One of the limitations of this study was that the numerical tool did not allow us to simulate non-intentional leak. Nevertheless, it is clear that a bias flow leak tends to decrease the rebreathing problem, but it also tends to induce auto-triggering and to decrease the effective tidal volume inspired by the patient [24, 25]. However, the importance of these phenomena is extremely contingent upon a set of conditions such as ventilator mode, trigger algorithms or maximum flow deliverable by the ventilator. Another limitation of this study is that we implicitly assumed the rigidity of the wall interface. This assumption is particularly questionable with the helmet. However, a recent study [18] concluded that increasing both pressure support level and positive end-expiratory pressure may be clinically advisable when providing NIV via a helmet. Such a higher pressurization, which reduces the compliance of the helmet, tends to justify our rigidity assumption.

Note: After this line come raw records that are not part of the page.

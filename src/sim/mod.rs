//! Simulation module
//!
//! All gameplay logic lives here. No rendering or platform dependencies:
//! the frame driver feeds in elapsed time and reads back model matrices.

pub mod collision;
pub mod state;
pub mod tick;

pub use collision::{combined_half_extents, find_paddle_hit, flush_x, gap, overlaps, spin_ratio};
pub use state::{Ball, GameMode, GameState, Paddle, PaddleSide, model_matrix};
pub use tick::{FrameClock, StepEvents, tick};

#[cfg(test)]
mod proptests;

In summary, we have shown that mathematical modelling and computational fluid dynamics can estimate the effective dead space of NIV interfaces by analysing the pressure field/flow pattern and variations in gas composition inside these interfaces. New research efforts will be dedicated in the future to the translation of these mathematical models to clinical environments so as to increase efficiency while decreasing the side effects of the clinical treatments. The effective dead space of the interfaces used for NIV was not directly related to the internal volume of the interface. For the most voluminous interfaces, effective dead space is limited to half the tidal volume, whereas the effective dead space is close to the interface gas volume only for the less voluminous interfaces. These findings allow physicians to choose among a large number of masks that may be suitable for an individual patient and also allow physicians to take into consideration other parameters such as comfort and synchrony when choosing an interface.